Ed Sapienza Becomes Alderman From Ward 8; Once Said Drug Overdose Victims Should Not Be Revived — OPINION

Jon Hopwood
3 min readSep 23, 2021
Sapienza’s answer to a Manchester Ink Link Voters Guide query was controversial

When Ward 8 voters went to Memorial High School on September 21st to vote, they not only picked Republican Ed Sapienza and Democrat Sean Sargent as the two candidates who will face off for alderman in the November general election, but they elected Sapienza to immediately fill Mike Porter’s vacant seat on the Board of Mayor and Aldermen.

The brother of Ward 5 Alderman Tony Sapienza, from whom he reportedly is estranged, Ed started making his bones in Queen City politics as a co-host to Joe Kelly Levasseur on JKL’s controversial public access TV show. In private life, he had served as best man to Mike Craig when he married Joyce Hopkins, who is now Mayor Joyce Craig.

With Craig’s ascent to the Mayor’s Office in 2017, Sapienza bowed out of the Levasseur show. JKL has viciously criticized the mayor, in intemperate and sexist language.

Former Register of Deeds

Ed Sapienza served one term as the Hillsborough County Register of Deeds, when no Democrat or fellow Republican signed up to run for that office, which became his by default. It is seen as a do-nothing office that for some reason, is not paid at the minimal $100 a year that Register of Probate is, but over a thousand bucks a week.
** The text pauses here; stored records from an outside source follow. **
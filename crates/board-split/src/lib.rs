//! High-level facade crate for the `board-split-*` workspace.
//!
//! This crate provides:
//! - re-exports of the core types and the gridline detector
//! - end-to-end helpers that take an `image` crate image, find the 8x8 board
//!   and cut it into 64 square tiles resampled to a fixed size
//!
//! ## Quickstart
//!
//! ```no_run
//! use board_split::split_image;
//! use image::ImageReader;
//!
//! # fn main() -> Result<(), Box<dyn std::error::Error>> {
//! let img = ImageReader::open("board.png")?.decode()?;
//! match split_image(&img) {
//!     Some(squares) => println!("{} squares", squares.len()),
//!     None => println!("no board detected"),
//! }
//! # Ok(())
//! # }
//! ```
//!
//! Squares are ordered row-major from the top-left cell: all 8 cells of the
//! top row left to right, then the next row, matching the rank-then-file
//! reading order of a board photographed from white's side.
//!
//! ## API map
//! - `board_split::core`: grayscale buffers and gridline types.
//! - `board_split::lattice`: gradient projections, peak picking and lattice validation.
//! - `board_split::split_*`, [`extract_squares`]: end-to-end helpers on `image` types.

pub use board_split_core as core;
pub use board_split_lattice as lattice;

pub use board_split_core::{BoardLines, LineSet};
pub use board_split_lattice::{BoardLineDetection, BoardLineDetector, LatticeParams};

mod split;

pub use split::{
    extract_squares, gray_image_from_slice, gray_view, split_from_gray_u8, split_gray,
    split_image, split_image_with, BoardSquares, SplitError, SplitParams, DEFAULT_TILE_SIZE,
};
He was voted out of office after one term, when a Republican perpetual candidate flipped her party allegiance and defeated him in 2020.

Ed Sapienza — a Democrat turned Republican — is a huge supporter of not just Donald Trump but of Joe Kelly Levasseur and JKL’s one-time nemesis, Rich Girard. That puts him on the hard right of the Queen City political spectrum, firmly inside the Levasseur-Girard-Elizabeth Moreau camp that is characterized by The Three Cs: Criticize Unfairly, Complain Loudly, and engage in Character Assassination.
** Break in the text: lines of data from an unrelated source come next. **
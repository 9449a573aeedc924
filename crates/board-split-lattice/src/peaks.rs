//! Greedy 1D peak picking with a minimum separation.

/// Find local maxima of `values`, then drop peaks that sit closer than
/// `min_distance` samples to a stronger one.
///
/// - The first and last samples are never peaks.
/// - A flat top counts as one peak at its midpoint; for an even-length plateau
///   the upper midpoint is used, so a step edge between pixels `k-1` and `k`
///   yields `k`.
/// - Suppression visits peaks by descending value; equal values are visited
///   in ascending position.
///
/// The result is strictly increasing.
pub fn find_peaks(values: &[f64], min_distance: usize) -> Vec<usize> {
    let peaks = local_maxima(values);
    if min_distance <= 1 || peaks.len() < 2 {
        return peaks;
    }

    let mut order: Vec<usize> = (0..peaks.len()).collect();
    order.sort_by(|&a, &b| {
        values[peaks[b]]
            .partial_cmp(&values[peaks[a]])
            .unwrap_or(std::cmp::Ordering::Equal)
            .then(a.cmp(&b))
    });

    let mut keep = vec![true; peaks.len()];
    for &i in &order {
        if !keep[i] {
            continue;
        }
        let p = peaks[i];
        for k in (0..i).rev() {
            if p - peaks[k] >= min_distance {
                break;
            }
            keep[k] = false;
        }
        for k in i + 1..peaks.len() {
            if peaks[k] - p >= min_distance {
                break;
            }
            keep[k] = false;
        }
    }

    peaks
        .into_iter()
        .zip(keep)
        .filter_map(|(p, k)| k.then_some(p))
        .collect()
}

fn local_maxima(values: &[f64]) -> Vec<usize> {
    let mut peaks = Vec::new();
    if values.len() < 3 {
        return peaks;
    }
    let last = values.len() - 1;
    let mut i = 1;
    while i < last {
        if values[i - 1] < values[i] {
            let mut ahead = i + 1;
            while ahead < last && values[ahead] == values[i] {
                ahead += 1;
            }
            if values[ahead] < values[i] {
                let right = ahead - 1;
                peaks.push((i + right).div_ceil(2));
                i = ahead;
                continue;
            }
        }
        i += 1;
    }
    peaks
}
That’s not to say that Big Ed will engage in unfair criticism or character assassination (and let’s face it: it’s in the nature of many a politician to complain loudly, not just the Levasseur-Rich Girard-Elizabeth Moreau Axis), but as an alderman, he would back them up and strengthen them.
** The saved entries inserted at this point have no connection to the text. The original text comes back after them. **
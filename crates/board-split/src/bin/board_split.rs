use std::fs;
use std::num::NonZeroU32;
use std::path::{Path, PathBuf};
use std::process::ExitCode;

use board_split::core::{BoardLines, BOARD_CELLS};
use board_split::{split_gray, BoardSquares, SplitParams};
use clap::Parser;
use image::ImageReader;
use serde::Serialize;

/// Find a chessboard in a photo and cut it into 64 square tiles.
#[derive(Debug, Parser)]
#[command(name = "board-split", version, about)]
struct Cli {
    /// Input image (any format and color mode the `image` crate can decode).
    image: PathBuf,

    /// Directory to write `square_<row>_<col>.png` tiles into.
    #[arg(long)]
    out_dir: Option<PathBuf>,

    /// Side length of the output tiles; overrides the config file.
    #[arg(long)]
    tile_size: Option<NonZeroU32>,

    /// JSON file with `SplitParams`; missing fields take their defaults.
    #[arg(long)]
    config: Option<PathBuf>,

    /// Write a JSON report of the detected gridlines here.
    #[arg(long)]
    report: Option<PathBuf>,

    /// Log detector internals to stderr. `RUST_LOG`, when set, takes precedence.
    #[arg(short, long)]
    verbose: bool,
}

#[derive(thiserror::Error, Debug)]
enum CliError {
    #[error("failed to read image: {0}")]
    Image(#[from] image::ImageError),
    #[error(transparent)]
    Io(#[from] std::io::Error),
    #[error("invalid JSON: {0}")]
    Json(#[from] serde_json::Error),
}

#[derive(Debug, Serialize)]
struct SplitReport {
    image_path: String,
    width: u32,
    height: u32,
    detected: bool,
    lines: Option<BoardLines>,
    row_peaks: Vec<usize>,
    col_peaks: Vec<usize>,
    tiles_written: usize,
}

fn main() -> ExitCode {
    let cli = Cli::parse();
    init_logging(cli.verbose);

    match run(&cli) {
        Ok(true) => ExitCode::SUCCESS,
        Ok(false) => {
            eprintln!("no board detected");
            ExitCode::from(1)
        }
        Err(err) => {
            eprintln!("error: {err}");
            ExitCode::from(2)
        }
    }
}

fn default_log_filter(verbose: bool) -> &'static str {
    if verbose {
        "debug"
    } else {
        "warn"
    }
}

#[cfg(feature = "tracing")]
fn init_logging(verbose: bool) {
    use tracing_subscriber::fmt::format::FmtSpan;
    use tracing_subscriber::util::SubscriberInitExt;
    use tracing_subscriber::EnvFilter;

    let filter = EnvFilter::try_from_default_env()
        .unwrap_or_else(|_| EnvFilter::new(default_log_filter(verbose)));
    let _ = tracing_subscriber::fmt()
        .with_env_filter(filter)
        .with_span_events(FmtSpan::CLOSE)
        .with_writer(std::io::stderr)
        .finish()
        .try_init();
}

#[cfg(not(feature = "tracing"))]
fn init_logging(verbose: bool) {
    let env = env_logger::Env::default().default_filter_or(default_log_filter(verbose));
    let _ = env_logger::Builder::from_env(env).try_init();
}

fn run(cli: &Cli) -> Result<bool, CliError> {
    let mut params = match &cli.config {
        Some(path) => serde_json::from_str::<SplitParams>(&fs::read_to_string(path)?)?,
        None => SplitParams::default(),
    };
    if let Some(tile_size) = cli.tile_size {
        params.tile_size = tile_size;
    }

    let img = ImageReader::open(&cli.image)?.decode()?.to_luma8();
    let board = split_gray(&img, &params);

    let tiles_written = match (&board, &cli.out_dir) {
        (Some(board), Some(dir)) => write_tiles(board, dir)?,
        _ => 0,
    };

    if let Some(path) = &cli.report {
        let report = SplitReport {
            image_path: cli.image.to_string_lossy().into_owned(),
            width: img.width(),
            height: img.height(),
            detected: board.is_some(),
            lines: board.as_ref().map(|b| *b.lines()),
            row_peaks: board
                .as_ref()
                .map(|b| b.detection.row_peaks.clone())
                .unwrap_or_default(),
            col_peaks: board
                .as_ref()
                .map(|b| b.detection.col_peaks.clone())
                .unwrap_or_default(),
            tiles_written,
        };
        fs::write(path, serde_json::to_string_pretty(&report)?)?;
    }

    if let Some(board) = &board {
        let l = board.lines();
        println!("rows {:?}", l.rows.as_slice());
        println!("cols {:?}", l.cols.as_slice());
        if tiles_written > 0 {
            if let Some(dir) = &cli.out_dir {
                println!("wrote {tiles_written} squares to {}", dir.display());
            }
        }
    }

    Ok(board.is_some())
}

fn write_tiles(board: &BoardSquares, dir: &Path) -> Result<usize, CliError> {
    fs::create_dir_all(dir)?;
    let mut written = 0;
    for row in 0..BOARD_CELLS {
        for col in 0..BOARD_CELLS {
            if let Some(square) = board.square(row, col) {
                square.save(dir.join(format!("square_{row}_{col}.png")))?;
                written += 1;
            }
        }
    }
    Ok(written)
}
Big Ed also seemingly shares Levasseur’s cold, cold heart on certain issues. When running in the 2017 primary for Ward 8 Alderman, his response to the Manchester Ink Link question, “How would you propose the city address the opioid crisis and related expense to the city incurred by out-of-state clients using Safe Station?” proved highly controversial.

Big Ed’s response?

Enough with the Narcan, stop reviving them.

Sapienza’s 2017 bid for alderman was derailed by his intemperate remarks. His opinion that the City should let drug addicts die rather than seek a solution for the problem indicates that, despite his good intentions, Big Ed Sapienza may cause more Levasseur-like disharmony on the Board of Alderman now that he is elected, as he will likely staunchly support JKL.